**Record set**
Segment Open

use crate::error::{AutofillError, Result};
use crate::store::transfer::{ExportDocument, export_all, export_quiz};
use crate::tools::{Tool, ToolContext, ToolResult};
use schemars::JsonSchema;
use serde::{Deserialize, Serialize};
use std::path::PathBuf;

/// Parameters for the export_presets tool
#[derive(Debug, Clone, Default, Serialize, Deserialize, JsonSchema)]
pub struct ExportPresetsParams {
    /// Quiz to export (default: the active quiz)
    #[serde(default)]
    pub quiz: Option<String>,

    /// Export every stored quiz, one file each
    #[serde(default)]
    pub all: bool,

    /// Target directory (default: the exports folder of the data directory)
    #[serde(default)]
    pub dir: Option<String>,
}

/// Write quiz presets to portable JSON files
#[derive(Default)]
pub struct ExportPresetsTool;

impl Tool for ExportPresetsTool {
    type Params = ExportPresetsParams;

    fn name(&self) -> &str {
        "export_presets"
    }

    fn execute_typed(&self, params: ExportPresetsParams, context: &mut ToolContext) -> Result<ToolResult> {
        let repository = context.repository()?;
        context.restore_active_quiz(&repository)?;
        let presets = repository.load()?;
        let now = context.now();

        let documents: Vec<ExportDocument> = if params.all {
            export_all(&presets, now)
        } else {
            let quiz = params
                .quiz
                .as_deref()
                .or(context.session.active_quiz())
                .ok_or(AutofillError::QuizNameMissing)?;
            vec![export_quiz(&presets, quiz, now)?]
        };

        if documents.is_empty() {
            return Ok(ToolResult::failure("No presets to export"));
        }

        let dir = params
            .dir
            .map(PathBuf::from)
            .unwrap_or_else(|| context.config.export_dir());

        let mut files = Vec::with_capacity(documents.len());
        for document in &documents {
            let path = document.write_to(&dir)?;
            files.push(serde_json::json!({
                "quiz": document.quiz,
                "questions": document.question_count(),
                "path": path.display().to_string(),
            }));
        }

        Ok(ToolResult::success_with(serde_json::json!({
            "message": format!("Exported {} quiz preset(s) to {}", files.len(), dir.display()),
            "files": files,
        })))
    }
}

Segment Closed

**Prompt**
Read the entries above and find each line holding the word "derive". Copy it out.

**Task result**
#[derive(Debug, Clone, Default, Serialize, Deserialize, JsonSchema)]
#[derive(Default)]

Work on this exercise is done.